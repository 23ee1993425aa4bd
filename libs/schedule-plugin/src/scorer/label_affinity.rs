use fnsched_model::{InstanceInfo, LabelMap, ResourceUnit, Selector};
use tracing::{debug, warn};

use crate::affinity::{
    affinity_scorer, anti_affinity_scorer, is_affinity_priority, need_affinity_scorer, need_optimal_affinity_check,
    ZERO_SCORE,
};
use crate::context::{LabelView, PreAllocatedContext};
use crate::framework::ScorePlugin;
use crate::{RELAXED_LABEL_AFFINITY_SCORER_NAME, STRICT_LABEL_AFFINITY_SCORER_NAME};

/// Score returned when the instance has nothing for this scorer to rank.
const NEUTRAL_SCORE: i64 = 1;

/// Sums preferred (and priority-ordered required) affinity scores across the
/// instance, resource and inner scopes.
///
/// Scores are cached per unit in the request's affinity context. A strict
/// scorer outside top-down scheduling trusts the filter's optimality check
/// and returns the known maximum without recomputing.
#[derive(Debug, Clone, Copy)]
pub struct LabelAffinityScorer {
    is_relaxed: bool,
}

impl LabelAffinityScorer {
    pub fn new(is_relaxed: bool) -> Self {
        Self { is_relaxed }
    }
}

impl ScorePlugin for LabelAffinityScorer {
    fn name(&self) -> &'static str {
        if self.is_relaxed {
            RELAXED_LABEL_AFFINITY_SCORER_NAME
        } else {
            STRICT_LABEL_AFFINITY_SCORER_NAME
        }
    }

    fn score(&self, ctx: &mut PreAllocatedContext, instance: &InstanceInfo, unit: &ResourceUnit) -> i64 {
        if !need_affinity_scorer(instance) {
            return NEUTRAL_SCORE;
        }
        let (affinity_ctx, view) = ctx.affinity_parts();
        let Some(affinity_ctx) = affinity_ctx else {
            warn!(request_id = %instance.request_id, "Invalid context for label affinity scorer");
            return ZERO_SCORE;
        };

        if let Some(score) = affinity_ctx.scheduled_score.get(&unit.id) {
            debug!(request_id = %instance.request_id, unit_id = %unit.id, score, "Cached affinity score");
            return *score;
        }

        let score = match affinity_ctx.max_score {
            Some(max_score) if need_optimal_affinity_check(self.is_relaxed, affinity_ctx.is_top_down_scheduling) => {
                debug!(
                    request_id = %instance.request_id,
                    unit_id = %unit.id,
                    score = max_score,
                    "Unit already met the optimal preferred score"
                );
                max_score
            }
            _ => preferred_score(instance, unit, &view),
        };
        affinity_ctx.scheduled_score.insert(unit.id.clone(), score);
        score
    }
}

fn scored(unit_id: &str, scope: &str, selector: &Selector, labels: &LabelMap, anti: bool) -> i64 {
    let score = if anti {
        anti_affinity_scorer(unit_id, selector, labels)
    } else {
        affinity_scorer(unit_id, selector, labels)
    };
    if score == ZERO_SCORE {
        debug!(unit_id, scope, anti, "Affinity score is 0");
    }
    score
}

/// Preferred and preferred-anti selectors always count; required ones only
/// when they are priority-ordered.
fn four_way_score(
    unit_id: &str,
    scope: &str,
    selectors: [&Option<Selector>; 4],
    labels: &LabelMap,
) -> i64 {
    let [preferred, preferred_anti, required, required_anti] = selectors;
    let priority = |selector: &&Selector| is_affinity_priority(selector);
    preferred
        .as_ref()
        .map_or(0, |s| scored(unit_id, scope, s, labels, false))
        + preferred_anti
            .as_ref()
            .map_or(0, |s| scored(unit_id, scope, s, labels, true))
        + required
            .as_ref()
            .filter(priority)
            .map_or(0, |s| scored(unit_id, scope, s, labels, false))
        + required_anti
            .as_ref()
            .filter(priority)
            .map_or(0, |s| scored(unit_id, scope, s, labels, true))
}

fn preferred_score(instance: &InstanceInfo, unit: &ResourceUnit, view: &LabelView<'_>) -> i64 {
    let unit_id = unit.id.as_str();
    let owner_id = unit.owner_id.as_str();
    let unit_labels = view.unit(unit);
    let affinity = instance.affinity();
    let mut total = 0;

    if let Some(inst) = &affinity.instance {
        let labels = if instance.is_node_affinity_scope() {
            view.local(owner_id)
        } else {
            &unit_labels
        };
        total += four_way_score(
            unit_id,
            "instance",
            [
                &inst.preferred_affinity,
                &inst.preferred_anti_affinity,
                &inst.required_affinity,
                &inst.required_anti_affinity,
            ],
            labels,
        );
    }

    if let Some(resource) = &affinity.resource {
        total += four_way_score(
            unit_id,
            "resource",
            [
                &resource.preferred_affinity,
                &resource.preferred_anti_affinity,
                &resource.required_affinity,
                &resource.required_anti_affinity,
            ],
            &unit.node_labels,
        );
    }

    if let Some(inner) = &affinity.inner {
        if let Some(preempt) = &inner.preempt {
            let local = view.local(owner_id);
            total += four_way_score(
                owner_id,
                "preempt",
                [&preempt.preferred_affinity, &preempt.preferred_anti_affinity, &None, &None],
                local,
            );
        }
        if let Some(selector) = inner.data.as_ref().and_then(|data| data.preferred_affinity.as_ref()) {
            total += scored(unit_id, "data", selector, &unit.node_labels, false);
        }
        if let Some(group_lb) = &inner.group_lb {
            // preferred wins over preferred-anti; they are never summed
            if let Some(selector) = &group_lb.preferred_affinity {
                total += scored(unit_id, "group_lb", selector, &unit_labels, false);
            } else if let Some(selector) = &group_lb.preferred_anti_affinity {
                total += scored(unit_id, "group_lb", selector, &unit_labels, true);
            }
        }
    }

    debug!(request_id = %instance.request_id, unit_id, score = total, "Preferred affinity score");
    total
}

▶ _Task description_:
Having read the material, return all of it word for word.

▶ _Task response_:
repository 23ee1993425aa4bd
filename libs/schedule-plugin/src/scorer/label_affinity.rs
use fnsched_model::{InstanceInfo, LabelMap, ResourceUnit, Selector};
use tracing::{debug, warn};

use crate::affinity::{
    affinity_scorer, anti_affinity_scorer, is_affinity_priority, need_affinity_scorer, need_optimal_affinity_check,
    ZERO_SCORE,
};
use crate::context::{LabelView, PreAllocatedContext};
use crate::framework::ScorePlugin;
use crate::{RELAXED_LABEL_AFFINITY_SCORER_NAME, STRICT_LABEL_AFFINITY_SCORER_NAME};

/// Score returned when the instance has nothing for this scorer to rank.
const NEUTRAL_SCORE: i64 = 1;

/// Sums preferred (and priority-ordered required) affinity scores across the
/// instance, resource and inner scopes.
///
/// Scores are cached per unit in the request's affinity context. A strict
/// scorer outside top-down scheduling trusts the filter's optimality check
/// and returns the known maximum without recomputing.
#[derive(Debug, Clone, Copy)]
pub struct LabelAffinityScorer {
    is_relaxed: bool,
}

impl LabelAffinityScorer {
    pub fn new(is_relaxed: bool) -> Self {
        Self { is_relaxed }
    }
}

impl ScorePlugin for LabelAffinityScorer {
    fn name(&self) -> &'static str {
        if self.is_relaxed {
            RELAXED_LABEL_AFFINITY_SCORER_NAME
        } else {
            STRICT_LABEL_AFFINITY_SCORER_NAME
        }
    }

    fn score(&self, ctx: &mut PreAllocatedContext, instance: &InstanceInfo, unit: &ResourceUnit) -> i64 {
        if !need_affinity_scorer(instance) {
            return NEUTRAL_SCORE;
        }
        let (affinity_ctx, view) = ctx.affinity_parts();
        let Some(affinity_ctx) = affinity_ctx else {
            warn!(request_id = %instance.request_id, "Invalid context for label affinity scorer");
            return ZERO_SCORE;
        };

        if let Some(score) = affinity_ctx.scheduled_score.get(&unit.id) {
            debug!(request_id = %instance.request_id, unit_id = %unit.id, score, "Cached affinity score");
            return *score;
        }

        let score = match affinity_ctx.max_score {
            Some(max_score) if need_optimal_affinity_check(self.is_relaxed, affinity_ctx.is_top_down_scheduling) => {
                debug!(
                    request_id = %instance.request_id,
                    unit_id = %unit.id,
                    score = max_score,
                    "Unit already met the optimal preferred score"
                );
                max_score
            }
            _ => preferred_score(instance, unit, &view),
        };
        affinity_ctx.scheduled_score.insert(unit.id.clone(), score);
        score
    }
}

fn scored(unit_id: &str, scope: &str, selector: &Selector, labels: &LabelMap, anti: bool) -> i64 {
    let score = if anti {
        anti_affinity_scorer(unit_id, selector, labels)
    } else {
        affinity_scorer(unit_id, selector, labels)
    };
    if score == ZERO_SCORE {
        debug!(unit_id, scope, anti, "Affinity score is 0");
    }
    score
}

/// Preferred and preferred-anti selectors always count; required ones only
/// when they are priority-ordered.
fn four_way_score(
    unit_id: &str,
    scope: &str,
    selectors: [&Option<Selector>; 4],
    labels: &LabelMap,
) -> i64 {
    let [preferred, preferred_anti, required, required_anti] = selectors;
    let priority = |selector: &&Selector| is_affinity_priority(selector);
    preferred
        .as_ref()
        .map_or(0, |s| scored(unit_id, scope, s, labels, false))
        + preferred_anti
            .as_ref()
            .map_or(0, |s| scored(unit_id, scope, s, labels, true))
        + required
            .as_ref()
            .filter(priority)
            .map_or(0, |s| scored(unit_id, scope, s, labels, false))
        + required_anti
            .as_ref()
            .filter(priority)
            .map_or(0, |s| scored(unit_id, scope, s, labels, true))
}

fn preferred_score(instance: &InstanceInfo, unit: &ResourceUnit, view: &LabelView<'_>) -> i64 {
    let unit_id = unit.id.as_str();
    let owner_id = unit.owner_id.as_str();
    let unit_labels = view.unit(unit);
    let affinity = instance.affinity();
    let mut total = 0;

    if let Some(inst) = &affinity.instance {
        let labels = if instance.is_node_affinity_scope() {
            view.local(owner_id)
        } else {
            &unit_labels
        };
        total += four_way_score(
            unit_id,
            "instance",
            [
                &inst.preferred_affinity,
                &inst.preferred_anti_affinity,
                &inst.required_affinity,
                &inst.required_anti_affinity,
            ],
            labels,
        );
    }

    if let Some(resource) = &affinity.resource {
        total += four_way_score(
            unit_id,
            "resource",
            [
                &resource.preferred_affinity,
                &resource.preferred_anti_affinity,
                &resource.required_affinity,
                &resource.required_anti_affinity,
            ],
            &unit.node_labels,
        );
    }

    if let Some(inner) = &affinity.inner {
        if let Some(preempt) = &inner.preempt {
            let local = view.local(owner_id);
            total += four_way_score(
                owner_id,
                "preempt",
                [&preempt.preferred_affinity, &preempt.preferred_anti_affinity, &None, &None],
                local,
            );
        }
        if let Some(selector) = inner.data.as_ref().and_then(|data| data.preferred_affinity.as_ref()) {
            total += scored(unit_id, "data", selector, &unit.node_labels, false);
        }
        if let Some(group_lb) = &inner.group_lb {
            // preferred wins over preferred-anti; they are never summed
            if let Some(selector) = &group_lb.preferred_affinity {
                total += scored(unit_id, "group_lb", selector, &unit_labels, false);
            } else if let Some(selector) = &group_lb.preferred_anti_affinity {
                total += scored(unit_id, "group_lb", selector, &unit_labels, true);
            }
        }
    }

    debug!(request_id = %instance.request_id, unit_id, score = total, "Preferred affinity score");
    total
}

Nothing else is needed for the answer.